- French: Le Chant des mariées
- Directed by: Karin Albou
- Screenplay by: Karin Albou
- Produced by: Gloria Films
- Starring: Lizzie Brocheré Olympe Borval Simon Abkaria Najib Oudghiri Karin Albou
- Cinematography: Laurent Brunet
- Edited by: Camille Cotte
- Music by: François-Eudes Chanfrault
- Release date: 2008;
- Running time: 100 minutes
- Countries: France Tunisia
- Languages: French Arabic

= The Wedding Song (2008 film) =

The Wedding Song (Le Chant des mariées; اغنية العروس) is a 2008 Franco-Tunisian film. It is the second film of director-writer Karin Albou who also appeared in the film in a small role as the mother of lead character Myriam.

== Synopsis ==
Myriam (Lizzie Brocheré) and Nour (Olympe Borval) are two young Tunisian girls who live in the same poor tenement building in Tunis in the early 1940s. Jewish Myriam is allowed to go to school and given certain privileges while Nour, a native Tunisian, is banned by the French colonial authorities from being educated. At sixteen, Nour becomes engaged to one of her cousins, Khaled, though the marriage is delayed until Khaled can find work.

Then, in November 1942, German army invades. They spread propaganda to the native population telling them they will help to liberate their country from the French and blaming World War II on the Jews. After Americans bomb Tunisia, the Germans levy a heavy tax on the Jewish community.

Unable to pay the tax, Myriam's mother Tita introduces her to a much older, wealthy Jewish doctor, Raoul (Simon Abkarian). Myriam is horrified at the prospect of marrying him and lies to her mother and Raoul, claiming she is no longer a virgin. When Raoul questions her, he realizes that Myriam does not understand what intercourse is, and decides to go on with engagement preparations.

Nour learns that Khaled has obtained a job from the Germans and they are to be married soon. Shortly after, the German army, with Khaled acting as translator, search Myriam's home for money and jewels, assaulting her mother in the process. When Myriam tries to bring this up with Nour, Nour dismisses her.

The Germans order all poor Jews to be rounded up and forced into labour camps. Myriam calls Raoul a coward for not going, driving him to volunteer for the camps. They are married before he goes, though Myriam is too upset to consummate the marriage.

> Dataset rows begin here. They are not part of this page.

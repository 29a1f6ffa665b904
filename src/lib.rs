//! # 地图瓦片生成工具 — 库入口
//!
//! ## 架构总览
//!
//! ```text
//! ┌──────────────────────────────────────────────────────────┐
//! │                 命令行 (clap + env_logger)                │
//! │                                                          │
//! │  main ── cli::Args ── 钳制/校验 ── Ctrl-C → CancelToken  │
//! └───────┬──────────────────────────────────────────────────┘
//!         ↕ Result<ExportSummary, AppError> → 退出码
//! ┌───────┼──────────────────────────────────────────────────┐
//! │       ↕            核心 (tiler)                          │
//! │                                                          │
//! │  ┌─ error ────── AppError (统一错误类型 + 退出码)        │
//! │  │                                                       │
//! │  └─ tiler ────── 解码 → 金字塔 → 切片 → 写入             │
//! │      ├─ loader         输入读取 + 签名/像素校验          │
//! │      ├─ pyramid        自细向粗向上取整减半              │
//! │      ├─ slicer         行优先网格 + 边缘填充             │
//! │      ├─ writer         {level}/{column}/{row}.{ext}      │
//! │      ├─ exporter       rayon 级内并行 + 取消 + 进度      │
//! │      └─ leaflet        预览页模板替换                    │
//! └──────────────────────────────────────────────────────────┘
//! ```
//!
//! ## 模块职责
//!
//! | 模块 | 职责 |
//! |------|------|
//! | [`error`] | 统一错误类型 `AppError` 与退出码映射 |
//! | [`cli`] | 命令行参数、配置文件合并、数值钳制、一次完整导出 |
//! | [`tiler`] | 金字塔构建、瓦片切分、编码写入、预览页 |

pub mod cli;
pub mod error;
pub mod tiler;
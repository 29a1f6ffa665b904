//! # 错误模型模块
//!
//! ## 设计思路
//!
//! 使用单一错误枚举承载切片链路中的所有错误来源，避免字符串拼接式错误处理。
//! 通过 `thiserror` 保持人类可读错误，同时让调用侧可按分支匹配。
//!
//! 单张瓦片的编码/写入失败会携带 `TileAddress`，便于定位是哪一张瓦片出错。

use super::source::TileAddress;

/// 切片处理统一错误类型。
///
/// 该类型会在入口层被上转为 `AppError`，并映射为进程退出码。
#[derive(Debug, thiserror::Error)]
pub enum TileError {
    #[error("配置错误：{0}")]
    Config(String),

    #[error("解码错误：{0}")]
    Decode(String),

    #[error("编码错误：瓦片 {address}：{message}")]
    Encode { address: TileAddress, message: String },

    #[error("写入错误：{path}：{message}")]
    Write {
        address: Option<TileAddress>,
        path: String,
        message: String,
    },

    #[error("已取消：{0}")]
    Cancelled(String),
}

impl TileError {
    /// 稳定的错误码，供日志检索与摘要输出。
    pub fn code(&self) -> &'static str {
        match self {
            Self::Config(_) => "config",
            Self::Decode(_) => "decode",
            Self::Encode { .. } => "encode",
            Self::Write { .. } => "write",
            Self::Cancelled(_) => "cancelled",
        }
    }

    /// 出错的瓦片坐标（若有）。
    pub fn address(&self) -> Option<TileAddress> {
        match self {
            Self::Encode { address, .. } => Some(*address),
            Self::Write { address, .. } => *address,
            _ => None,
        }
    }

    pub(crate) fn write(
        address: Option<TileAddress>,
        path: &std::path::Path,
        message: impl Into<String>,
    ) -> Self {
        Self::Write {
            address,
            path: path.display().to_string(),
            message: message.into(),
        }
    }
}
//! # 切片模块
//!
//! ## 设计思路
//!
//! 给定某一级的栅格和瓦片边长 `S`，网格为 `ceil(W/S) × ceil(H/S)`。
//! 每个格子 `(x, y)` 对应源像素矩形 `[x·S, (x+1)·S) × [y·S, (y+1)·S)`，
//! 并裁剪到栅格范围内；瓦片中落在栅格之外的部分用填充色补齐，
//! 因此输出瓦片永远是恰好 `S × S`。
//!
//! 遍历顺序为行优先（先第 0 行的所有列，再第 1 行）。
//! 路径只依赖 `(column, row)`，与遍历顺序无关。
//!
//! 本模块不做任何 I/O。

use super::TileError;
use super::source::{FillColor, Raster, Tile, TileAddress};

/// 源栅格中被某张瓦片覆盖的矩形（已裁剪）。
#[derive(Debug, Clone, Copy, PartialEq, Eq)]
pub struct PixelRect {
    pub x: u32,
    pub y: u32,
    pub width: u32,
    pub height: u32,
}

/// 单个级别的瓦片网格。
#[derive(Debug, Clone, Copy, PartialEq, Eq)]
pub struct TileGrid {
    width: u32,
    height: u32,
    tile_size: u32,
    columns: u32,
    rows: u32,
}

impl TileGrid {
    pub fn new(width: u32, height: u32, tile_size: u32) -> Result<Self, TileError> {
        if tile_size == 0 {
            return Err(TileError::Config("瓦片尺寸必须为正整数".to_string()));
        }

        Ok(Self {
            width,
            height,
            tile_size,
            columns: width.div_ceil(tile_size),
            rows: height.div_ceil(tile_size),
        })
    }

    pub fn for_raster(raster: &Raster, tile_size: u32) -> Result<Self, TileError> {
        let (width, height) = raster.dimensions();
        Self::new(width, height, tile_size)
    }

    pub fn columns(&self) -> u32 {
        self.columns
    }

    pub fn rows(&self) -> u32 {
        self.rows
    }

    pub fn tile_size(&self) -> u32 {
        self.tile_size
    }

    pub fn tile_count(&self) -> u64 {
        self.columns as u64 * self.rows as u64
    }

    /// 瓦片覆盖的源矩形；坐标超出网格时返回 `None`。
    pub fn source_rect(&self, column: u32, row: u32) -> Option<PixelRect> {
        if column >= self.columns || row >= self.rows {
            return None;
        }

        let x = column * self.tile_size;
        let y = row * self.tile_size;
        Some(PixelRect {
            x,
            y,
            width: self.tile_size.min(self.width - x),
            height: self.tile_size.min(self.height - y),
        })
    }

    /// 行优先遍历本级所有瓦片坐标。
    pub fn addresses(&self, level: u32) -> impl Iterator<Item = TileAddress> + use<> {
        let columns = self.columns;
        (0..self.rows)
            .flat_map(move |row| (0..columns).map(move |column| TileAddress::new(level, column, row)))
    }

    /// 网格是否按该栅格的尺寸建立。
    pub fn matches(&self, raster: &Raster) -> bool {
        raster.dimensions() == (self.width, self.height)
    }
}

/// 从栅格中提取一张 `tile_size × tile_size` 的瓦片。
///
/// 超出栅格的像素为 `fill`；坐标完全在网格外时得到一张纯填充色瓦片。
/// 网格必须由同尺寸的栅格建立，否则返回 `TileError::Config`。
pub fn extract_tile(
    raster: &Raster,
    grid: &TileGrid,
    column: u32,
    row: u32,
    fill: FillColor,
) -> Result<Raster, TileError> {
    if !grid.matches(raster) {
        let (width, height) = raster.dimensions();
        return Err(TileError::Config(format!(
            "瓦片网格（{}x{}）与栅格尺寸（{}x{}）不一致",
            grid.width, grid.height, width, height
        )));
    }

    Ok(padded_tile(raster, grid, column, row, fill))
}

/// 调用方保证 `grid` 与 `raster` 尺寸一致。
pub(crate) fn padded_tile(
    raster: &Raster,
    grid: &TileGrid,
    column: u32,
    row: u32,
    fill: FillColor,
) -> Raster {
    let size = grid.tile_size();
    let mut tile = Raster::from_pixel(size, size, fill);

    let Some(rect) = grid.source_rect(column, row) else {
        return tile;
    };

    let src = raster.as_raw();
    let src_stride = raster.width() as usize * 4;
    let dst_stride = size as usize * 4;
    let span = rect.width as usize * 4;
    let dst: &mut [u8] = &mut tile;

    for dy in 0..rect.height as usize {
        let src_start = (rect.y as usize + dy) * src_stride + rect.x as usize * 4;
        let dst_start = dy * dst_stride;
        dst[dst_start..dst_start + span].copy_from_slice(&src[src_start..src_start + span]);
    }

    tile
}

/// 惰性地按行优先顺序产出本级所有瓦片。
pub fn tiles_for(
    raster: &Raster,
    level: u32,
    tile_size: u32,
    fill: FillColor,
) -> Result<impl Iterator<Item = Tile> + '_, TileError> {
    let grid = TileGrid::for_raster(raster, tile_size)?;
    Ok(grid.addresses(level).map(move |address| Tile {
        address,
        pixels: padded_tile(raster, &grid, address.column, address.row, fill),
    }))
}

#[cfg(test)]
mod tests {
    use super::*;
    use image::{ImageBuffer, Rgba};

    fn gradient(width: u32, height: u32) -> Raster {
        ImageBuffer::from_fn(width, height, |x, y| {
            Rgba([(x % 256) as u8, (y % 256) as u8, 7, 255])
        })
    }

    const BLACK: FillColor = Rgba([0, 0, 0, 255]);
    const CLEAR: FillColor = Rgba([0, 0, 0, 0]);

    #[test]
    fn grid_uses_ceiling_division() {
        let grid = TileGrid::new(300, 200, 256).expect("grid");
        assert_eq!((grid.columns(), grid.rows()), (2, 1));

        let grid = TileGrid::new(150, 100, 256).expect("grid");
        assert_eq!((grid.columns(), grid.rows()), (1, 1));

        let grid = TileGrid::new(512, 513, 256).expect("grid");
        assert_eq!((grid.columns(), grid.rows()), (2, 3));
    }

    #[test]
    fn zero_tile_size_is_rejected() {
        assert!(matches!(TileGrid::new(10, 10, 0), Err(TileError::Config(_))));
    }

    #[test]
    fn addresses_are_row_major() {
        let grid = TileGrid::new(40, 30, 16).expect("grid");
        let order: Vec<(u32, u32)> = grid.addresses(3).map(|a| (a.column, a.row)).collect();
        assert_eq!(order, vec![(0, 0), (1, 0), (2, 0), (0, 1), (1, 1), (2, 1)]);
    }

    #[test]
    fn every_tile_is_full_size_and_count_matches() {
        let raster = gradient(70, 33);
        let tiles: Vec<Tile> = tiles_for(&raster, 0, 16, BLACK).expect("tiles").collect();

        assert_eq!(tiles.len(), 5 * 3);
        for tile in &tiles {
            assert_eq!(tile.pixels.dimensions(), (16, 16));
            assert_eq!(tile.address.level, 0);
        }
    }

    #[test]
    fn every_source_pixel_is_covered_exactly_once() {
        let (width, height) = (70u32, 33u32);
        let grid = TileGrid::new(width, height, 16).expect("grid");
        let mut hits = vec![0u8; (width * height) as usize];

        for address in grid.addresses(0) {
            let rect = grid.source_rect(address.column, address.row).expect("rect");
            for y in rect.y..rect.y + rect.height {
                for x in rect.x..rect.x + rect.width {
                    hits[(y * width + x) as usize] += 1;
                }
            }
        }

        assert!(hits.iter().all(|&h| h == 1));
    }

    #[test]
    fn interior_pixels_match_source() {
        let raster = gradient(300, 200);
        let grid = TileGrid::for_raster(&raster, 256).expect("grid");

        let tile = extract_tile(&raster, &grid, 1, 0, BLACK).expect("extract");
        // 第 1 列瓦片的 (0, 0) 对应源图 (256, 0)
        assert_eq!(tile.get_pixel(0, 0), raster.get_pixel(256, 0));
        assert_eq!(tile.get_pixel(43, 199), raster.get_pixel(299, 199));
    }

    #[test]
    fn edge_tiles_are_padded_with_fill_color() {
        let raster = gradient(300, 200);
        let grid = TileGrid::for_raster(&raster, 256).expect("grid");

        let tile = extract_tile(&raster, &grid, 1, 0, BLACK).expect("extract");
        // 源图只有 300 列，瓦片第 44 列起为填充
        assert_eq!(tile.get_pixel(44, 0), &BLACK);
        assert_eq!(tile.get_pixel(255, 255), &BLACK);
        // 源图只有 200 行
        assert_eq!(tile.get_pixel(0, 200), &BLACK);

        let tile = extract_tile(&raster, &grid, 1, 0, CLEAR).expect("extract");
        assert_eq!(tile.get_pixel(100, 10), &CLEAR);
    }

    #[test]
    fn out_of_grid_tile_is_pure_fill() {
        let raster = gradient(20, 20);
        let grid = TileGrid::for_raster(&raster, 16).expect("grid");

        let tile = extract_tile(&raster, &grid, 5, 5, CLEAR).expect("extract");
        assert!(tile.pixels().all(|p| *p == CLEAR));
    }

    #[test]
    fn grid_built_for_another_raster_is_rejected() {
        let raster = gradient(20, 20);
        let grid = TileGrid::new(300, 200, 16).expect("grid");
        assert!(!grid.matches(&raster));

        let result = extract_tile(&raster, &grid, 1, 1, CLEAR);
        assert!(matches!(result, Err(TileError::Config(_))));
    }

    #[test]
    fn single_pixel_raster_yields_one_padded_tile() {
        let raster = Raster::from_pixel(1, 1, Rgba([9, 8, 7, 255]));
        let tiles: Vec<Tile> = tiles_for(&raster, 0, 16, CLEAR).expect("tiles").collect();

        assert_eq!(tiles.len(), 1);
        assert_eq!(tiles[0].pixels.get_pixel(0, 0), &Rgba([9, 8, 7, 255]));
        assert_eq!(tiles[0].pixels.get_pixel(1, 0), &CLEAR);
    }
}
//! Leaflet 预览页生成。
//!
//! 模板中的 `{maxZoom}`、`{format}`、`{tileSize}` 会被替换，结果写到 `{output}/index.html`。
//! 模板缺失或不可读时只记录警告，不中断导出。

use std::fs;
use std::path::{Path, PathBuf};

use super::{TileError, TileFormat};

pub const VIEWER_FILE_NAME: &str = "index.html";

/// 替换模板占位符（所有出现处）。
pub fn render_viewer(template: &str, max_zoom: u32, format: TileFormat, tile_size: u32) -> String {
    template
        .replace("{maxZoom}", &max_zoom.to_string())
        .replace("{format}", format.as_str())
        .replace("{tileSize}", &tile_size.to_string())
}

/// 读取模板并写出预览页；模板不可用时返回 `Ok(None)`。
pub fn write_viewer(
    output_dir: &Path,
    template_path: &Path,
    max_zoom: u32,
    format: TileFormat,
    tile_size: u32,
) -> Result<Option<PathBuf>, TileError> {
    let template = match fs::read_to_string(template_path) {
        Ok(template) => template,
        Err(err) => {
            log::warn!(
                "⚠️ 无法读取 Leaflet 模板 {}，跳过生成预览页：{}",
                template_path.display(),
                err
            );
            return Ok(None);
        }
    };

    let html = render_viewer(&template, max_zoom, format, tile_size);
    let path = output_dir.join(VIEWER_FILE_NAME);
    fs::write(&path, html)
        .map_err(|e| TileError::write(None, &path, format!("写入预览页失败：{}", e)))?;

    log::info!("🗺️ 已生成预览页: {}", path.display());
    Ok(Some(path))
}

Myriam cannot enjoy the protection of Raoul's money, however, as Germans invade a Turkish bath and round up the women who have no veils, on the assumption that they are Jews. Nour, who is at the bath, pretends that Myriam is her sister and another woman hands her a veil. When Khaled learns of this he grows angry, telling Nour that the Jews helped the French to oppress the native Tunisian population and that the Koran forbids Jews and Muslims from being friends. Nour relates some of this to Myriam causing a rift between the two girls.

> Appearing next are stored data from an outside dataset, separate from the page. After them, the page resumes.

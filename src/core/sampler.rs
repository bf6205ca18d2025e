use std::f64::consts::PI;

use super::types::EngineError;

/// Strongest correlation the copula accepts. Beyond this the fixed pairwise
/// weights can push the correlation matrix out of positive definite
/// territory, so stronger values are rejected rather than clamped.
pub const MAX_CORRELATION: f64 = 0.95;

/// Pairwise weights applied to the correlation strength. Lifestyle creep
/// drags food and transport along unevenly: eating out moves with commuting
/// more than either moves with discretionary spending.
const FOOD_TRANSPORT_WEIGHT: f64 = 0.6;
const FOOD_LIFESTYLE_WEIGHT: f64 = 0.4;
const TRANSPORT_LIFESTYLE_WEIGHT: f64 = 0.5;

/// Correlated uniform marginals in (0,1), one value per trial and category.
#[derive(Debug)]
pub struct CorrelatedUniforms {
    pub food: Vec<f64>,
    pub transport: Vec<f64>,
    pub lifestyle: Vec<f64>,
}

/// Lower-triangular Cholesky factor of the 3x3 correlation matrix, in
/// closed form. l11 is always 1 and is left implicit.
struct CopulaFactor {
    l21: f64,
    l22: f64,
    l31: f64,
    l32: f64,
    l33: f64,
}

impl CopulaFactor {
    fn for_strength(r: f64) -> Result<Self, EngineError> {
        let a = FOOD_TRANSPORT_WEIGHT * r;
        let b = FOOD_LIFESTYLE_WEIGHT * r;
        let c = TRANSPORT_LIFESTYLE_WEIGHT * r;

        let l22_sq = 1.0 - a * a;
        if l22_sq <= 0.0 {
            return Err(EngineError::InvalidParameter(format!(
                "correlation strength {r} makes the correlation matrix non-positive-definite"
            )));
        }
        let l22 = l22_sq.sqrt();
        let l32 = (c - a * b) / l22;
        let l33_sq = 1.0 - b * b - l32 * l32;
        if l33_sq <= 0.0 {
            return Err(EngineError::InvalidParameter(format!(
                "correlation strength {r} makes the correlation matrix non-positive-definite"
            )));
        }

        Ok(Self {
            l21: a,
            l22,
            l31: b,
            l32,
            l33: l33_sq.sqrt(),
        })
    }
}

/// Draws `n` triples from a zero-mean multivariate normal with the pairwise
/// structure above, then maps each marginal through the standard normal CDF.
/// The result is three uniform sequences whose rank correlation mirrors the
/// requested strength.
pub fn correlated_uniforms(
    rng: &mut Rng,
    n: usize,
    strength: f64,
) -> Result<CorrelatedUniforms, EngineError> {
    let factor = CopulaFactor::for_strength(strength)?;

    let mut food = Vec::with_capacity(n);
    let mut transport = Vec::with_capacity(n);
    let mut lifestyle = Vec::with_capacity(n);

    for _ in 0..n {
        let z1 = rng.standard_normal();
        let z2 = rng.standard_normal();
        let z3 = rng.standard_normal();

        food.push(normal_cdf(z1));
        transport.push(normal_cdf(factor.l21 * z1 + factor.l22 * z2));
        lifestyle.push(normal_cdf(
            factor.l31 * z1 + factor.l32 * z2 + factor.l33 * z3,
        ));
    }

    Ok(CorrelatedUniforms {
        food,
        transport,
        lifestyle,
    })
}

/// Standard normal cumulative distribution function, Hastings approximation
/// (A&S 26.2.17, error below 7.5e-8). Saturates to exactly 0 or 1 beyond
/// eight standard deviations.
pub fn normal_cdf(z: f64) -> f64 {
    if z.is_nan() {
        return 0.5;
    }
    if z >= 8.0 {
        return 1.0;
    }
    if z <= -8.0 {
        return 0.0;
    }

    let (z_abs, negate) = if z < 0.0 { (-z, true) } else { (z, false) };

    const B0: f64 = 0.2316419;
    const B1: f64 = 0.319381530;
    const B2: f64 = -0.356563782;
    const B3: f64 = 1.781477937;
    const B4: f64 = -1.821255978;
    const B5: f64 = 1.330274429;

    let t = 1.0 / (1.0 + B0 * z_abs);
    let t2 = t * t;
    let t3 = t2 * t;
    let t4 = t3 * t;
    let t5 = t4 * t;

    let pdf = (-0.5 * z_abs * z_abs).exp() / (2.0 * PI).sqrt();
    let cdf = 1.0 - pdf * (B1 * t + B2 * t2 + B3 * t3 + B4 * t4 + B5 * t5);

    if negate { 1.0 - cdf } else { cdf }
}

/// Inverse of the standard normal CDF, Acklam's rational approximation
/// (relative error below 1.2e-9). Inputs at the saturated endpoints are
/// nudged inward so the log terms stay finite.
pub fn inverse_normal_cdf(p: f64) -> f64 {
    const P_LOW: f64 = 0.02425;

    const A: [f64; 6] = [
        -3.969683028665376e+01,
        2.209460984245205e+02,
        -2.759285104469687e+02,
        1.383577518672690e+02,
        -3.066479806614716e+01,
        2.506628277459239e+00,
    ];
    const B: [f64; 5] = [
        -5.447609879822406e+01,
        1.615858368580409e+02,
        -1.556989798598866e+02,
        6.680131188771972e+01,
        -1.328068155288572e+01,
    ];
    const C: [f64; 6] = [
        -7.784894002430293e-03,
        -3.223964580411365e-01,
        -2.400758277161838e+00,
        -2.549732539343734e+00,
        4.374664141464968e+00,
        2.938163982698783e+00,
    ];
    const D: [f64; 4] = [
        7.784695709041462e-03,
        3.224671290700398e-01,
        2.445134137142996e+00,
        3.754408661907416e+00,
    ];

    let tail = |q: f64| {
        (((((C[0] * q + C[1]) * q + C[2]) * q + C[3]) * q + C[4]) * q + C[5])
            / ((((D[0] * q + D[1]) * q + D[2]) * q + D[3]) * q + 1.0)
    };

    let p = p.clamp(1e-300, 1.0 - 1e-16);
    if p < P_LOW {
        let q = (-2.0 * p.ln()).sqrt();
        tail(q)
    } else if p > 1.0 - P_LOW {
        let q = (-2.0 * (1.0 - p).ln()).sqrt();
        -tail(q)
    } else {
        let q = p - 0.5;
        let r = q * q;
        (((((A[0] * r + A[1]) * r + A[2]) * r + A[3]) * r + A[4]) * r + A[5]) * q
            / (((((B[0] * r + B[1]) * r + B[2]) * r + B[3]) * r + B[4]) * r + 1.0)
    }
}

/// Derives an independent sub-stream seed so the copula, housing, and shock
/// draws never interleave within the shared base seed.
pub fn derive_seed(base_seed: u64, stream: u64) -> u64 {
    splitmix64(base_seed ^ (stream << 32))
}

fn splitmix64(mut x: u64) -> u64 {
    x = x.wrapping_add(0x9E3779B97F4A7C15);
    let mut z = x;
    z = (z ^ (z >> 30)).wrapping_mul(0xBF58476D1CE4E5B9);
    z = (z ^ (z >> 27)).wrapping_mul(0x94D049BB133111EB);
    z ^ (z >> 31)
}

pub struct Rng {
    state: u64,
    cached_normal: Option<f64>,
}

impl Rng {
    pub fn new(seed: u64) -> Self {
        let state = if seed == 0 {
            0xA5A5_A5A5_A5A5_A5A5
        } else {
            seed
        };
        Self {
            state,
            cached_normal: None,
        }
    }

    fn next_u64(&mut self) -> u64 {
        let mut x = self.state;
        x ^= x >> 12;
        x ^= x << 25;
        x ^= x >> 27;
        self.state = x;
        x.wrapping_mul(0x2545F4914F6CDD1D)
    }

    pub fn next_f64(&mut self) -> f64 {
        const DENOM: f64 = (1_u64 << 53) as f64;
        let v = self.next_u64() >> 11;
        ((v as f64) + 0.5) / DENOM
    }

    pub fn standard_normal(&mut self) -> f64 {
        if let Some(z) = self.cached_normal.take() {
            return z;
        }

        let u1 = self.next_f64().max(1e-12);
        let u2 = self.next_f64();
        let r = (-2.0 * u1.ln()).sqrt();
        let theta = 2.0 * PI * u2;

        let z0 = r * theta.cos();
        let z1 = r * theta.sin();
        self.cached_normal = Some(z1);
        z0
    }
}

After an air strike comes too close to Raoul's compound, Myriam moves her mother, mother-in-law and herself back to the poor tenement building she comes from, but is still shunned by Nour. Nour decides to attempt to read the Koran to see what it says about Jews but cannot as she is illiterate. Her grandfather, seeing that she is trying to read, shows her a passage that says that people of all faith will enter heaven.

Nour marries Khaled and tells him that he is mistaken about his beliefs about Jews. Khaled forbids her from seeing Myriam but Nour tells him the decision ultimately rests with her.

During a night air raid Nour runs to an underground shelter. There she sees Myriam and the two girls run to each other and reunite. Together they begin praying.

==Development==
Albou based the film on letters she had read from her Algerian grandmother that were written to her grandfather during World War II. She also stated that the character of Tita was the one most closely based on her grandmother.

Albou could not find a native Tunisian girl who was willing to appear on screen nude. She eventually broadened her search to include non Arabic speaking women and non-Arabs, finally settling on first time French actress Olympe Borval who learned Arabic for the role.

==Production==
In reference to the scene in which Myriam has her pubis completely shaved, Lizzie Brocheré was offered a body double: "I had read the part in the script, but a hair removal scene is not necessarily a close-up," Brocheré says. "We were already in Tunisia when I realized how she would look. Afterwards, I wanted to do it, because it's a symbol".